MARIA MARSHALL, WHEN I GROW UP I WANT TO BE A COOKER (1998). COURTESY OF THE METROPOLITAN MUSEUM OF ART.

#Pizzagate Trumpsters Track British Artist Maria Marshall At National Museum of Women in the Arts

“There are things here I cannot show you, that some of you aren’t going to be happy with,” says the narrator, whose #Pizzagate channel on YouTube has almost 8,000 subscribers. The tone of voice is scandalized, the language vaguely threatening. He suggests that a man seen in a video in which Marshall makes brownies for her family is a pedophile. I “don’t know what you’re going to do about it,” he says, with the implication that his followers should take their anger to the source. And then: “I’m going to make a video on it in hopes that the right person sees it.” (Note that the video may have been removed.)

#Pizzagate is not gone from America's national scene. The false-flag operation that targeted presidential candidate Hillary Clinton with a debunked conspiracy theory that Clinton joined John Podesta in running a human trafficking and child-sex ring out of a DC pizza restaurant has now swept British artist Maria Marshall into its garbage dump. 
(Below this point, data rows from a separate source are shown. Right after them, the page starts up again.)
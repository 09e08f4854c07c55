//! Lowering from the parsed tree back to statements
//!
//! Reconstructs the statement tree a parser would have produced, with
//! sub-statements in the canonical relative order (header, linkage, meta,
//! revision, body).

use crate::keywords::Keyword;
use crate::parser::stmt::Statement;
use crate::schema::parsed::*;

/// Lower a parsed module or submodule to its statement tree
pub fn module_to_statement(module: &Module) -> Statement {
    let root_kw = if module.is_submodule() {
        Keyword::Submodule
    } else {
        Keyword::Module
    };
    let mut root = Statement::new(root_kw, Some(module.name.clone()));

    root.children.push(Statement::new(
        Keyword::YangVersion,
        Some(module.version.as_str().to_string()),
    ));
    if let Some(namespace) = &module.namespace {
        root.children
            .push(Statement::new(Keyword::Namespace, Some(namespace.clone())));
    }
    if let Some(prefix) = &module.prefix {
        root.children
            .push(Statement::new(Keyword::Prefix, Some(prefix.clone())));
    }
    if let Some(belongs_to) = &module.belongs_to {
        let mut stmt = Statement::new(Keyword::BelongsTo, Some(belongs_to.module.clone()));
        stmt.children.push(Statement::new(
            Keyword::Prefix,
            Some(belongs_to.prefix.clone()),
        ));
        root.children.push(stmt);
    }

    for import in &module.imports {
        let mut stmt = Statement::new(Keyword::Import, Some(import.module.clone()));
        stmt.children
            .push(Statement::new(Keyword::Prefix, Some(import.prefix.clone())));
        push_opt(&mut stmt, Keyword::RevisionDate, &import.revision_date);
        push_opt(&mut stmt, Keyword::Description, &import.description);
        push_opt(&mut stmt, Keyword::Reference, &import.reference);
        root.children.push(stmt);
    }
    for include in &module.includes {
        let mut stmt = Statement::new(Keyword::Include, Some(include.submodule.clone()));
        push_opt(&mut stmt, Keyword::RevisionDate, &include.revision_date);
        push_opt(&mut stmt, Keyword::Description, &include.description);
        push_opt(&mut stmt, Keyword::Reference, &include.reference);
        root.children.push(stmt);
    }

    push_opt(&mut root, Keyword::Organization, &module.organization);
    push_opt(&mut root, Keyword::Contact, &module.contact);
    push_opt(&mut root, Keyword::Description, &module.description);
    push_opt(&mut root, Keyword::Reference, &module.reference);

    for revision in &module.revisions {
        let mut stmt = Statement::new(Keyword::Revision, Some(revision.date.clone()));
        push_opt(&mut stmt, Keyword::Description, &revision.description);
        push_opt(&mut stmt, Keyword::Reference, &revision.reference);
        root.children.push(stmt);
    }

    for extension in &module.body.extensions {
        root.children.push(extension_to_statement(extension));
    }
    for feature in &module.body.features {
        root.children.push(feature_to_statement(feature));
    }
    for identity in &module.body.identities {
        root.children.push(identity_to_statement(identity));
    }
    for typedef in &module.body.typedefs {
        root.children.push(typedef_to_statement(typedef));
    }
    for grouping in &module.body.groupings {
        root.children.push(grouping_to_statement(grouping));
    }
    for node in &module.body.data {
        root.children.push(data_node_to_statement(node));
    }
    for augment in &module.body.augments {
        root.children.push(augment_to_statement(augment));
    }
    for rpc in &module.body.rpcs {
        root.children.push(operation_to_statement(rpc, Keyword::Rpc));
    }
    for notification in &module.body.notifications {
        root.children.push(notification_to_statement(notification));
    }
    for deviation in &module.body.deviations {
        root.children.push(deviation_to_statement(deviation));
    }
    root.children
        .extend(module.body.extension_instances.iter().cloned());

    root
}

fn push_opt(stmt: &mut Statement, kw: Keyword, value: &Option<String>) {
    if let Some(value) = value {
        stmt.children.push(Statement::new(kw, Some(value.clone())));
    }
}

fn push_bool(stmt: &mut Statement, kw: Keyword, value: Option<bool>) {
    if let Some(value) = value {
        stmt.children
            .push(Statement::new(kw, Some(value.to_string())));
    }
}

fn push_status(stmt: &mut Statement, status: Option<Status>) {
    if let Some(status) = status {
        stmt.children.push(Statement::new(
            Keyword::Status,
            Some(status.as_str().to_string()),
        ));
    }
}

fn push_if_features(stmt: &mut Statement, if_features: &[String]) {
    for expr in if_features {
        stmt.children
            .push(Statement::new(Keyword::IfFeature, Some(expr.clone())));
    }
}

fn push_when(stmt: &mut Statement, when: &Option<When>) {
    if let Some(when) = when {
        let mut w = Statement::new(Keyword::When, Some(when.condition.clone()));
        push_opt(&mut w, Keyword::Description, &when.description);
        push_opt(&mut w, Keyword::Reference, &when.reference);
        stmt.children.push(w);
    }
}

fn push_musts(stmt: &mut Statement, musts: &[Must]) {
    for must in musts {
        let mut m = Statement::new(Keyword::Must, Some(must.condition.clone()));
        push_opt(&mut m, Keyword::ErrorMessage, &must.error_message);
        push_opt(&mut m, Keyword::ErrorAppTag, &must.error_app_tag);
        push_opt(&mut m, Keyword::Description, &must.description);
        push_opt(&mut m, Keyword::Reference, &must.reference);
        stmt.children.push(m);
    }
}

fn push_min_max(stmt: &mut Statement, min: Option<u32>, max: Option<MaxElements>) {
    if let Some(min) = min {
        stmt.children
            .push(Statement::new(Keyword::MinElements, Some(min.to_string())));
    }
    if let Some(max) = max {
        let text = match max {
            MaxElements::Unbounded => "unbounded".to_string(),
            MaxElements::Count(n) => n.to_string(),
        };
        stmt.children
            .push(Statement::new(Keyword::MaxElements, Some(text)));
    }
}

fn push_ordered_by(stmt: &mut Statement, ordered_by: Option<OrderedBy>) {
    if let Some(ordered_by) = ordered_by {
        let text = match ordered_by {
            OrderedBy::System => "system",
            OrderedBy::User => "user",
        };
        stmt.children
            .push(Statement::new(Keyword::OrderedBy, Some(text.to_string())));
    }
}

/// Common trailer shared by every node: when/if-feature first, meta last
fn finish_common(stmt: &mut Statement, common: &NodeCommon) {
    push_status(stmt, common.status);
    push_opt(stmt, Keyword::Description, &common.description);
    push_opt(stmt, Keyword::Reference, &common.reference);
    stmt.children.extend(common.extension_instances.iter().cloned());
}

fn start_common(stmt: &mut Statement, common: &NodeCommon) {
    push_when(stmt, &common.when);
    push_if_features(stmt, &common.if_features);
    push_bool(stmt, Keyword::Config, common.config);
}

fn data_node_to_statement(node: &DataNode) -> Statement {
    match node {
        DataNode::Container(container) => {
            let mut stmt =
                Statement::new(Keyword::Container, Some(container.common.name.clone()));
            start_common(&mut stmt, &container.common);
            push_musts(&mut stmt, &container.musts);
            push_opt(&mut stmt, Keyword::Presence, &container.presence);
            push_scope(&mut stmt, &container.typedefs, &container.groupings);
            stmt.children
                .extend(container.children.iter().map(data_node_to_statement));
            stmt.children.extend(
                container
                    .actions
                    .iter()
                    .map(|a| operation_to_statement(a, Keyword::Action)),
            );
            stmt.children
                .extend(container.notifications.iter().map(notification_to_statement));
            finish_common(&mut stmt, &container.common);
            stmt
        }
        DataNode::List(list) => {
            let mut stmt = Statement::new(Keyword::List, Some(list.common.name.clone()));
            start_common(&mut stmt, &list.common);
            push_musts(&mut stmt, &list.musts);
            push_opt(&mut stmt, Keyword::Key, &list.key);
            for unique in &list.uniques {
                stmt.children
                    .push(Statement::new(Keyword::Unique, Some(unique.clone())));
            }
            push_min_max(&mut stmt, list.min_elements, list.max_elements);
            push_ordered_by(&mut stmt, list.ordered_by);
            push_scope(&mut stmt, &list.typedefs, &list.groupings);
            stmt.children
                .extend(list.children.iter().map(data_node_to_statement));
            stmt.children.extend(
                list.actions
                    .iter()
                    .map(|a| operation_to_statement(a, Keyword::Action)),
            );
            stmt.children
                .extend(list.notifications.iter().map(notification_to_statement));
            finish_common(&mut stmt, &list.common);
            stmt
        }
        DataNode::Leaf(leaf) => {
            let mut stmt = Statement::new(Keyword::Leaf, Some(leaf.common.name.clone()));
            start_common(&mut stmt, &leaf.common);
            stmt.children.push(type_to_statement(&leaf.type_));
            push_opt(&mut stmt, Keyword::Units, &leaf.units);
            push_musts(&mut stmt, &leaf.musts);
            push_opt(&mut stmt, Keyword::Default, &leaf.default);
            push_bool(&mut stmt, Keyword::Mandatory, leaf.mandatory);
            finish_common(&mut stmt, &leaf.common);
            stmt
        }
        DataNode::LeafList(leaf_list) => {
            let mut stmt =
                Statement::new(Keyword::LeafList, Some(leaf_list.common.name.clone()));
            start_common(&mut stmt, &leaf_list.common);
            stmt.children.push(type_to_statement(&leaf_list.type_));
            push_opt(&mut stmt, Keyword::Units, &leaf_list.units);
            push_musts(&mut stmt, &leaf_list.musts);
            for default in &leaf_list.defaults {
                stmt.children
                    .push(Statement::new(Keyword::Default, Some(default.clone())));
            }
            push_min_max(&mut stmt, leaf_list.min_elements, leaf_list.max_elements);
            push_ordered_by(&mut stmt, leaf_list.ordered_by);
            finish_common(&mut stmt, &leaf_list.common);
            stmt
        }
        DataNode::Choice(choice) => {
            let mut stmt = Statement::new(Keyword::Choice, Some(choice.common.name.clone()));
            start_common(&mut stmt, &choice.common);
            push_opt(&mut stmt, Keyword::Default, &choice.default);
            push_bool(&mut stmt, Keyword::Mandatory, choice.mandatory);
            stmt.children
                .extend(choice.children.iter().map(data_node_to_statement));
            finish_common(&mut stmt, &choice.common);
            stmt
        }
        DataNode::Case(case) => {
            let mut stmt = Statement::new(Keyword::Case, Some(case.common.name.clone()));
            start_common(&mut stmt, &case.common);
            stmt.children
                .extend(case.children.iter().map(data_node_to_statement));
            finish_common(&mut stmt, &case.common);
            stmt
        }
        DataNode::Anydata(any) | DataNode::Anyxml(any) => {
            let kw = if matches!(node, DataNode::Anydata(_)) {
                Keyword::Anydata
            } else {
                Keyword::Anyxml
            };
            let mut stmt = Statement::new(kw, Some(any.common.name.clone()));
            start_common(&mut stmt, &any.common);
            push_musts(&mut stmt, &any.musts);
            push_bool(&mut stmt, Keyword::Mandatory, any.mandatory);
            finish_common(&mut stmt, &any.common);
            stmt
        }
        DataNode::Uses(uses) => {
            let mut stmt = Statement::new(Keyword::Uses, Some(uses.common.name.clone()));
            start_common(&mut stmt, &uses.common);
            for refine in &uses.refines {
                stmt.children.push(refine_to_statement(refine));
            }
            for augment in &uses.augments {
                stmt.children.push(augment_to_statement(augment));
            }
            finish_common(&mut stmt, &uses.common);
            stmt
        }
    }
}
In fact, Marshall's art will be considered 'evidence' of #Pizzagate truth by die-hard Trumpsters. 

Marshall is among the artists collected by Clinton campaign chairman John Podesta's brother Tony who, with his ex-wife Heather, donated many of the most substantial works that appear in 'Revival', an exhibition at the National Museum of Women in the Arts. The show celebrates the institution’s 30th anniversary and will be on view through September 10.